Note how many lines of the data below hold the word "overwritten", then give that number with no other text.

--- Data to use ---

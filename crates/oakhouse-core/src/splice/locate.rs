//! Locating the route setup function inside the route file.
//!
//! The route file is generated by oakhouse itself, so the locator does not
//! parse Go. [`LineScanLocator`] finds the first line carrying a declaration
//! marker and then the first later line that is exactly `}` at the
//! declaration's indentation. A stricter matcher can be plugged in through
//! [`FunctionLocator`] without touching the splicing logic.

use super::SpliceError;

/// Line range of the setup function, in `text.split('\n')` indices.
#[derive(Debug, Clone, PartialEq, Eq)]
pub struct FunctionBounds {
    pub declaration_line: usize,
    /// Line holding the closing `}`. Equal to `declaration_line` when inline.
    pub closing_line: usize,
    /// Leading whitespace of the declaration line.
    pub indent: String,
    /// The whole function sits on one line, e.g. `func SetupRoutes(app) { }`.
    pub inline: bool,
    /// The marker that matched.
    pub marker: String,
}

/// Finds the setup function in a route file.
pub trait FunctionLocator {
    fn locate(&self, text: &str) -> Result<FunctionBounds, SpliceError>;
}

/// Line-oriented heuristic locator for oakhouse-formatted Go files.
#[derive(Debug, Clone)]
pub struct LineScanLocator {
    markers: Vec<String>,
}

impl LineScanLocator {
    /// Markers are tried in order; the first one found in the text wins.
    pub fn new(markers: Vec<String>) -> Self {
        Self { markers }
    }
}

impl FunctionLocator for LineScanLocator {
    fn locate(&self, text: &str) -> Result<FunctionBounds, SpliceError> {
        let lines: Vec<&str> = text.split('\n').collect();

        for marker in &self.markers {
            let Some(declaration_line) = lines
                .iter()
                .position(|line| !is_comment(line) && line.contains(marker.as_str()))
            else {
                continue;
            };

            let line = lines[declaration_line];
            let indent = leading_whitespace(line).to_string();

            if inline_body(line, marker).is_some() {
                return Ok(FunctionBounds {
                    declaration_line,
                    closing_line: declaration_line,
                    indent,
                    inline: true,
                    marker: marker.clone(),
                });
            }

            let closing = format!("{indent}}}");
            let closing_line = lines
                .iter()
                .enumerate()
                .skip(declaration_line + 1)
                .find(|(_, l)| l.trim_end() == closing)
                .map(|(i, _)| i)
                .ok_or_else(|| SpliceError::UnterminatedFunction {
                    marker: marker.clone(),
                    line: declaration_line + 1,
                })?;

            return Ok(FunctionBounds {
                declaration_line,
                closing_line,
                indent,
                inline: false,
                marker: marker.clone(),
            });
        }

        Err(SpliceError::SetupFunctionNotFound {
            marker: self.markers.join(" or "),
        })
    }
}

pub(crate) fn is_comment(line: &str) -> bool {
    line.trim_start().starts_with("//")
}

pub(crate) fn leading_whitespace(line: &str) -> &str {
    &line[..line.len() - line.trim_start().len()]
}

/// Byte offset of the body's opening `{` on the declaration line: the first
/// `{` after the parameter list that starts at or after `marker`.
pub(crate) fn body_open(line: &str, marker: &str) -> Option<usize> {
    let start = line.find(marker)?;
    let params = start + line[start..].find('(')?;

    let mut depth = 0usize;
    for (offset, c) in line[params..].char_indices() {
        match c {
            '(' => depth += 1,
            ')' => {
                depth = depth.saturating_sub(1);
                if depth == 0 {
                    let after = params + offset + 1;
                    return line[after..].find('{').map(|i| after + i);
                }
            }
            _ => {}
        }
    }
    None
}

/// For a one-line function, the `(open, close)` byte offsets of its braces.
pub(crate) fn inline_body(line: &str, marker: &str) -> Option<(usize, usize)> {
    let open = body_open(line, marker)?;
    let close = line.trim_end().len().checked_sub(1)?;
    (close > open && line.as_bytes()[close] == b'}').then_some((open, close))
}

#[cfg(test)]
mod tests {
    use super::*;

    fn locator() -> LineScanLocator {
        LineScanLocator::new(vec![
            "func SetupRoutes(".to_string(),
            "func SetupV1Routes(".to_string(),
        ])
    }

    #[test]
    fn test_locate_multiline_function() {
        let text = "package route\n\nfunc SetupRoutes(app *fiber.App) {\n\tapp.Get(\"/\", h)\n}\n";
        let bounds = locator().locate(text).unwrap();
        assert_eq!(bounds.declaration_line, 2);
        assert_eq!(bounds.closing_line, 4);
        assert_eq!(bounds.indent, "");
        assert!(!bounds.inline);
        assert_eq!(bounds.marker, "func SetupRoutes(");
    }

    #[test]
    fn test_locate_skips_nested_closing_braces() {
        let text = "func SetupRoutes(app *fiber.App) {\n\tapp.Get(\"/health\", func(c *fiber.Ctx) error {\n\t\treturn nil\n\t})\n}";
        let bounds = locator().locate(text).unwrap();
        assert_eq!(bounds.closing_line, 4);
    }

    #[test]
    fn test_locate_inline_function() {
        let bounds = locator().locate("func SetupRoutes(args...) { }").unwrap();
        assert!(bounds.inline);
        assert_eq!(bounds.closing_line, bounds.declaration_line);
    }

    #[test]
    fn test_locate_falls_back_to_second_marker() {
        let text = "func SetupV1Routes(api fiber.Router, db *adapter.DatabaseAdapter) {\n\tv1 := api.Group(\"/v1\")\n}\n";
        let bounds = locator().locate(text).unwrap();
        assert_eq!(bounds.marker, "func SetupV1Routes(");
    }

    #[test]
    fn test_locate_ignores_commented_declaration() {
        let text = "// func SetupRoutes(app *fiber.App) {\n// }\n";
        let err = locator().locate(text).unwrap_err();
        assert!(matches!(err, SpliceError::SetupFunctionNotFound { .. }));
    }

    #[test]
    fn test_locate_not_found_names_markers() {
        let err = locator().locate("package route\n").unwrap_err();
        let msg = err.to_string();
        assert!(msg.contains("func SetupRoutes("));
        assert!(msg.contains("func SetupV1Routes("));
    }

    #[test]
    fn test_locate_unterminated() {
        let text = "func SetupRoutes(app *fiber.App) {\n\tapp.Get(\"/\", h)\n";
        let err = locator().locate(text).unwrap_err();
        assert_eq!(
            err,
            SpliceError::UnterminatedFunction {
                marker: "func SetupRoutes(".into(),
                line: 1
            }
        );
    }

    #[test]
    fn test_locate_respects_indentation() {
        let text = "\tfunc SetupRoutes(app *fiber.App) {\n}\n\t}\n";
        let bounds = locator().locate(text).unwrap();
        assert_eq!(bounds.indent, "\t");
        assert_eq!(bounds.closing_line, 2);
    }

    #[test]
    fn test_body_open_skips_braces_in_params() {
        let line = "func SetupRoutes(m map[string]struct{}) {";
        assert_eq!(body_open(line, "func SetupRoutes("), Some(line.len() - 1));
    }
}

---
--- Data to use ---

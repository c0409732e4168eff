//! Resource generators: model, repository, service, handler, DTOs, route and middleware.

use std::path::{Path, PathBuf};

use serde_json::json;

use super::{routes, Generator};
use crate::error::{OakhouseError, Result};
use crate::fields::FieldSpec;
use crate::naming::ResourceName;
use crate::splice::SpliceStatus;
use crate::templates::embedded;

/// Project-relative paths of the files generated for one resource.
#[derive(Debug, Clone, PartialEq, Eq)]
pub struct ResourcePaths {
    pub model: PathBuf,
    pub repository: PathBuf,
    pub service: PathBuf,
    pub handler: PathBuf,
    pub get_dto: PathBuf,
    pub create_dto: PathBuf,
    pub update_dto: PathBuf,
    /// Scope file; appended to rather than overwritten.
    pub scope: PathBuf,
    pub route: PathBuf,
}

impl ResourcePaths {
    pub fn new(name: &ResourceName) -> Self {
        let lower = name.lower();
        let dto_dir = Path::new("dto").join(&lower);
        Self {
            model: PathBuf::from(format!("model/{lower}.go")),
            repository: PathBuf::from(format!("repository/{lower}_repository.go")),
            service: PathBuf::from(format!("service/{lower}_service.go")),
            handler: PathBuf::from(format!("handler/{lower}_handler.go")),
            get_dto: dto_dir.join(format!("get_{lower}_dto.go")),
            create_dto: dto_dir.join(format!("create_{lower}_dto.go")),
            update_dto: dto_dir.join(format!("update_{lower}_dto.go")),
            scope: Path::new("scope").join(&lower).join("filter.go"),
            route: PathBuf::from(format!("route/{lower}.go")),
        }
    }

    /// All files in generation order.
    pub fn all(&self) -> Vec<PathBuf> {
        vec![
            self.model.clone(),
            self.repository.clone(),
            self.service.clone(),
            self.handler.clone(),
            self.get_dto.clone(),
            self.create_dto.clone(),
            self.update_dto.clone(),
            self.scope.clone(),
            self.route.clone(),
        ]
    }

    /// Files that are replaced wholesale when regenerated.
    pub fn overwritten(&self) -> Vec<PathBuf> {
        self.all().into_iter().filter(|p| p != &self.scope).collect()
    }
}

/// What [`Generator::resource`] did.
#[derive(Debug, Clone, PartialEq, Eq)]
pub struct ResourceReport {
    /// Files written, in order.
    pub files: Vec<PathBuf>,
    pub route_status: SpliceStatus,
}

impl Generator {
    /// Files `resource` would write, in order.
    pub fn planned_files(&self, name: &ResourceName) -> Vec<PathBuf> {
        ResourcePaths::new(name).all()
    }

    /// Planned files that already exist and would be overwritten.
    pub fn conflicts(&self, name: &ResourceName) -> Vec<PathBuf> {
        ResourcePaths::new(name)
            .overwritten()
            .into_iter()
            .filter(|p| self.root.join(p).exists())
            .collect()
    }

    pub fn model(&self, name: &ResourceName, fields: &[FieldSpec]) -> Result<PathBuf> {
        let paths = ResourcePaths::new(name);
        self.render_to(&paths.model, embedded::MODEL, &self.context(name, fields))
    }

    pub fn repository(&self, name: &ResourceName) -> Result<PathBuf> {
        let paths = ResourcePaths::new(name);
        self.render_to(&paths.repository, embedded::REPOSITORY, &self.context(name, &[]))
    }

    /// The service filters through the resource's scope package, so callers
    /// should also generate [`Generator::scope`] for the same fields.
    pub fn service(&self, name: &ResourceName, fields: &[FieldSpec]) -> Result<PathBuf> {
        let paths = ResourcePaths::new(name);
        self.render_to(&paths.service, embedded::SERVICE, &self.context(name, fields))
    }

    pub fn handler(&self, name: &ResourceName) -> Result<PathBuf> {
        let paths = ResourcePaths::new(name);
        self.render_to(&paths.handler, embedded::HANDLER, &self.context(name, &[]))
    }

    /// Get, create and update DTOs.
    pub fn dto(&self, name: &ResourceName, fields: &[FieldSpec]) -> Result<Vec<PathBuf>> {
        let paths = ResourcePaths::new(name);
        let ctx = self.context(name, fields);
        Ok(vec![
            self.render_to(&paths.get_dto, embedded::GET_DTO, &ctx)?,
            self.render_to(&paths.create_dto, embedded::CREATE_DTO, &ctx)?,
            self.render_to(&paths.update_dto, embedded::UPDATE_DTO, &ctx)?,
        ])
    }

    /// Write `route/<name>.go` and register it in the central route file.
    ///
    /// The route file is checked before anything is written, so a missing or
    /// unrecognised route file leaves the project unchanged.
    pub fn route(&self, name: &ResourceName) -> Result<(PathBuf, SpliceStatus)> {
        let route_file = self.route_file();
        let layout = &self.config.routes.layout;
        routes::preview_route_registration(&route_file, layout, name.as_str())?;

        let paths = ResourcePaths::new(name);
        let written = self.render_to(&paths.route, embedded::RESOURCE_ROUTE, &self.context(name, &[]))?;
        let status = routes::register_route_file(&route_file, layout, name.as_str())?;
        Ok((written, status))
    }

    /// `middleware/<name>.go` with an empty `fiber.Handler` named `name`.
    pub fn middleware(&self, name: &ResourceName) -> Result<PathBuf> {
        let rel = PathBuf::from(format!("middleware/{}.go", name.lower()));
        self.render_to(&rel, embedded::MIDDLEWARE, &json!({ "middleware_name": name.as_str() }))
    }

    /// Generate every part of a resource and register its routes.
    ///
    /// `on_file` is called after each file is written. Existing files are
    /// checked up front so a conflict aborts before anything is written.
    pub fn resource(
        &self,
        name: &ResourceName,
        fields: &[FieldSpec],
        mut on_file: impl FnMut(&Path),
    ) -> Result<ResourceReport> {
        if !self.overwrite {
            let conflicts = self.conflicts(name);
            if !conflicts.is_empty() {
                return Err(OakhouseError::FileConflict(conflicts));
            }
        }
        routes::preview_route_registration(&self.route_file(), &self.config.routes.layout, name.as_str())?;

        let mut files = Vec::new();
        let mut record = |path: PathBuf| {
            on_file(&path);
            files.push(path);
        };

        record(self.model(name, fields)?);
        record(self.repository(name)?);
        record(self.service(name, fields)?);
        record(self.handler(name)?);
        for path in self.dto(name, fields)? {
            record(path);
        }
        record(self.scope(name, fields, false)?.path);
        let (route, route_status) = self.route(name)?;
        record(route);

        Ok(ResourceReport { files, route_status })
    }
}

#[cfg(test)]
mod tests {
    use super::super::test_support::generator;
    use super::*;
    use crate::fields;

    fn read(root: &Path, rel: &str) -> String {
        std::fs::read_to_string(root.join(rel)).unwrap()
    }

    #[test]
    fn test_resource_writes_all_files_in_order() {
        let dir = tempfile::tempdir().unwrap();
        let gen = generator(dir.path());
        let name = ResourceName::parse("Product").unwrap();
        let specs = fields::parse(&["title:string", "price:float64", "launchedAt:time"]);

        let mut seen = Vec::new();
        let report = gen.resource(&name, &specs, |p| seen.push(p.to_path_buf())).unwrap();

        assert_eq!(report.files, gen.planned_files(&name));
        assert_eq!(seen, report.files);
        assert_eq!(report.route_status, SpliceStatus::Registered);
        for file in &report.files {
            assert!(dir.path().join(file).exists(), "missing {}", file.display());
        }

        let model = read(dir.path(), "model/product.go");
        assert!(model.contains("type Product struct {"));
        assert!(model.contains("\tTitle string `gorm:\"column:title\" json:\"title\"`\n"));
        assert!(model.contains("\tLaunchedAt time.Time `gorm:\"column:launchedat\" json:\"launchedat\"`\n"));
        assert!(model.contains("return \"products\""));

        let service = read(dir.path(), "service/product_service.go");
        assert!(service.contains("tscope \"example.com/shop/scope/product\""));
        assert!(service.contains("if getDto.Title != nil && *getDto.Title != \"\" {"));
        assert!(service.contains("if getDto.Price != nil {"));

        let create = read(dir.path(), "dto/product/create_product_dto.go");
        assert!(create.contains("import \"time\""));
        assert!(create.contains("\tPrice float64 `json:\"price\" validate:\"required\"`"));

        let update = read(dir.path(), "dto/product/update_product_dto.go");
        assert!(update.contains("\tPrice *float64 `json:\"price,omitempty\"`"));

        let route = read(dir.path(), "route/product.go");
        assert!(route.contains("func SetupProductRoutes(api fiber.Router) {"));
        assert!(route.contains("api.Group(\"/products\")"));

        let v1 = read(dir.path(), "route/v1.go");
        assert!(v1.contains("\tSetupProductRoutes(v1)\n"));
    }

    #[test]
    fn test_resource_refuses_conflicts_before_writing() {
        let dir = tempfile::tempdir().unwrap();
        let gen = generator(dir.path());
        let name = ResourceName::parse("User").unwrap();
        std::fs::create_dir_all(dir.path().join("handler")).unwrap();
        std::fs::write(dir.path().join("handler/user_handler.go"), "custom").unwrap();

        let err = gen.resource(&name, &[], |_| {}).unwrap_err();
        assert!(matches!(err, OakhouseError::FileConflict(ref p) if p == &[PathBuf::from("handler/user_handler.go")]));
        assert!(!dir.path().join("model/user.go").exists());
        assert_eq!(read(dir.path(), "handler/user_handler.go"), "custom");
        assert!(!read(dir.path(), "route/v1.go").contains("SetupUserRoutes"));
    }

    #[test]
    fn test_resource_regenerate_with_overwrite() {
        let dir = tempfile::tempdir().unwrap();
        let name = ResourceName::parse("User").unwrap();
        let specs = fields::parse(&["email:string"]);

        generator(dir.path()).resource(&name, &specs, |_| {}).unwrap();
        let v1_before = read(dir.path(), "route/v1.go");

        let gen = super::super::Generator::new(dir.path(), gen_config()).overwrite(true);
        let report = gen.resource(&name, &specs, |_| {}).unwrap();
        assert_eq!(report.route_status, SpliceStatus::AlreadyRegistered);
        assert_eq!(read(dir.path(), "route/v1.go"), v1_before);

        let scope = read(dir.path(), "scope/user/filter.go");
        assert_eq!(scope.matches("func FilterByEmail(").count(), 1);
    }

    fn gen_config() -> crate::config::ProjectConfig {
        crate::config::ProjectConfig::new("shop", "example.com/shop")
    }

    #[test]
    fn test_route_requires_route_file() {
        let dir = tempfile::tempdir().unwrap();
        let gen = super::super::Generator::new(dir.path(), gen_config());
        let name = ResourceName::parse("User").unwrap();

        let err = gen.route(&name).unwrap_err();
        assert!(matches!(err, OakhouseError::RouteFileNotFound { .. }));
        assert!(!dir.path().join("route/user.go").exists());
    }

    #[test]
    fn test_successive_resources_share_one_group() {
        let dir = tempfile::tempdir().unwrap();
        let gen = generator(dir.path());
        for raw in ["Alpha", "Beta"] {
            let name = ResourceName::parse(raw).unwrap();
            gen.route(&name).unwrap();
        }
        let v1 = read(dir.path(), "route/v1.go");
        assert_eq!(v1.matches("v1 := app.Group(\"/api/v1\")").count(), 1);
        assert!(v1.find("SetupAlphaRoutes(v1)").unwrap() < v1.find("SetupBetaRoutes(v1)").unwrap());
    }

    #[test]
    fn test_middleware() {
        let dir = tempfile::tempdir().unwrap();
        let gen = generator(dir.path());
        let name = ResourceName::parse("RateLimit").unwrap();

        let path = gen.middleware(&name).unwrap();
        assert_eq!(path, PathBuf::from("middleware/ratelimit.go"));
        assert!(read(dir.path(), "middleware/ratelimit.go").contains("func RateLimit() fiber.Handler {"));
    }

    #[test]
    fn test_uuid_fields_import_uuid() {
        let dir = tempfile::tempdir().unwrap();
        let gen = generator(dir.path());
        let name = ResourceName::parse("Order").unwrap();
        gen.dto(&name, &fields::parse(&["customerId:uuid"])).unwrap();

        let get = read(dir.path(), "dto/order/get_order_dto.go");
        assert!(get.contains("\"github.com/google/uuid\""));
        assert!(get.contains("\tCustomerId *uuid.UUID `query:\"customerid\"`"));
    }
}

---
--- Data to use ---

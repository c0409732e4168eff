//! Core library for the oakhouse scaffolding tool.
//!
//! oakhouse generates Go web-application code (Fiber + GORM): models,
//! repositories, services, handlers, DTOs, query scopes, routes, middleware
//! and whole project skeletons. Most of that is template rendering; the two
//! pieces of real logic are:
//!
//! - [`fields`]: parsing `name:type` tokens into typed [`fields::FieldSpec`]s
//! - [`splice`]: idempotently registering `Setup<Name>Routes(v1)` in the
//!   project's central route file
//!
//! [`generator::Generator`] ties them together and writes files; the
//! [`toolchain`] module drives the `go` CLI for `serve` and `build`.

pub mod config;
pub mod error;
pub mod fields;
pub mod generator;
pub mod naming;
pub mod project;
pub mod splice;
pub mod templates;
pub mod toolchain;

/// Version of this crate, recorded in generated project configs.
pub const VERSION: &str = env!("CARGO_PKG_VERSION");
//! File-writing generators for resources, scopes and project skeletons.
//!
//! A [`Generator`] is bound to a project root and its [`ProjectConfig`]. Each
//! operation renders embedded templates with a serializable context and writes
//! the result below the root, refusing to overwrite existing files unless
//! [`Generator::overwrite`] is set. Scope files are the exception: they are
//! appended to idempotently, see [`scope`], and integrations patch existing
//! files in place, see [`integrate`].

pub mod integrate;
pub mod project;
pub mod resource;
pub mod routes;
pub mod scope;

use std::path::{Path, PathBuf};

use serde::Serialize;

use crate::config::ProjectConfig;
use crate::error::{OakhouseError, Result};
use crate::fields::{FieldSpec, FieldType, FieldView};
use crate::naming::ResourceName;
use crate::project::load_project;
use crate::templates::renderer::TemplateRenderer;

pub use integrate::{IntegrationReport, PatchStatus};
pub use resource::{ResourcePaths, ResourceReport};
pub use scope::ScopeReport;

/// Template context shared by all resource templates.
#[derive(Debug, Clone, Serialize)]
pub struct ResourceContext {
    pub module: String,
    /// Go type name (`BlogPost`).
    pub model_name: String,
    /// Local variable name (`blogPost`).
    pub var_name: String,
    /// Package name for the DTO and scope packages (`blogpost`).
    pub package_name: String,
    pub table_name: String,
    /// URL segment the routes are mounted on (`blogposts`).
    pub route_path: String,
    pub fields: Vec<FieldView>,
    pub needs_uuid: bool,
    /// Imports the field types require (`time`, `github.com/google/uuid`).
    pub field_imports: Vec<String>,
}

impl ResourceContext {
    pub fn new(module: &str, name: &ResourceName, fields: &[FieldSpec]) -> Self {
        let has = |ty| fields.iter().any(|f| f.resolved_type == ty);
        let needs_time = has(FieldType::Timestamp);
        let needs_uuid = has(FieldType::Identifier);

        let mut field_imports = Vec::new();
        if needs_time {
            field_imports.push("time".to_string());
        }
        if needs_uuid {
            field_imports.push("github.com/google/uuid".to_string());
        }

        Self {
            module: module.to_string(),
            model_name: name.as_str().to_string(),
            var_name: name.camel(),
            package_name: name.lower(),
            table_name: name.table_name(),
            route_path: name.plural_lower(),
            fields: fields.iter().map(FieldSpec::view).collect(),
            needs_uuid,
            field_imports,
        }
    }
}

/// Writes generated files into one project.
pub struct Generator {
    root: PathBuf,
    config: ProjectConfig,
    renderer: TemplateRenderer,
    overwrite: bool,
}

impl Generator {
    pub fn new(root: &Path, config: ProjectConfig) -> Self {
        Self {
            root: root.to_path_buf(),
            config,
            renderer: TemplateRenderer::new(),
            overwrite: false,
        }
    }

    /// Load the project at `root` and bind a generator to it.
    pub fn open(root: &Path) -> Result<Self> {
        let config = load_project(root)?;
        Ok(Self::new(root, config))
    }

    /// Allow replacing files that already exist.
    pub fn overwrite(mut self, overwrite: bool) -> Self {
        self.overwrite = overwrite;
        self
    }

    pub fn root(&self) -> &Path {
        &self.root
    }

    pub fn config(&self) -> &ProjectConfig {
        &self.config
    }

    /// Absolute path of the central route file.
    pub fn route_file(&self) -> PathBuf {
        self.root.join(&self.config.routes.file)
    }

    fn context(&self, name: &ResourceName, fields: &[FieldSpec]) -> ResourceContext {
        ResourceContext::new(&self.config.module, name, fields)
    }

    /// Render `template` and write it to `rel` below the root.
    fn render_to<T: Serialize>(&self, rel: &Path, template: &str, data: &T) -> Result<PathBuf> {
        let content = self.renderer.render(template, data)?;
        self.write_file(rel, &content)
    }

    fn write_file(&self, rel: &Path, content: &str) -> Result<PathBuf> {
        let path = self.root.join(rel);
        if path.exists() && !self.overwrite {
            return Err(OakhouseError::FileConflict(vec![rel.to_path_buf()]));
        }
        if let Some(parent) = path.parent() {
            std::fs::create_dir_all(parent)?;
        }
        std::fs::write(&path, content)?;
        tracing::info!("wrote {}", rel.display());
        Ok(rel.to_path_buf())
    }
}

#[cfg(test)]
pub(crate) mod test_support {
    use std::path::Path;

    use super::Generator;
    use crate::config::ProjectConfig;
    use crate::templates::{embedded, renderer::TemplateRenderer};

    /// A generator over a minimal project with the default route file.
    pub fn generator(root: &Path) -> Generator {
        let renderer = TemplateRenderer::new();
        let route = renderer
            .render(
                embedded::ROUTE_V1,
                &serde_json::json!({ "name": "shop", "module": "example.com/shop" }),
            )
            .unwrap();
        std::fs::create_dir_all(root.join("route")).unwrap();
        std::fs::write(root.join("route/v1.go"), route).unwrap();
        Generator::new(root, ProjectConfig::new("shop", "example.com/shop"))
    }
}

---

> _Solution for this task_: 4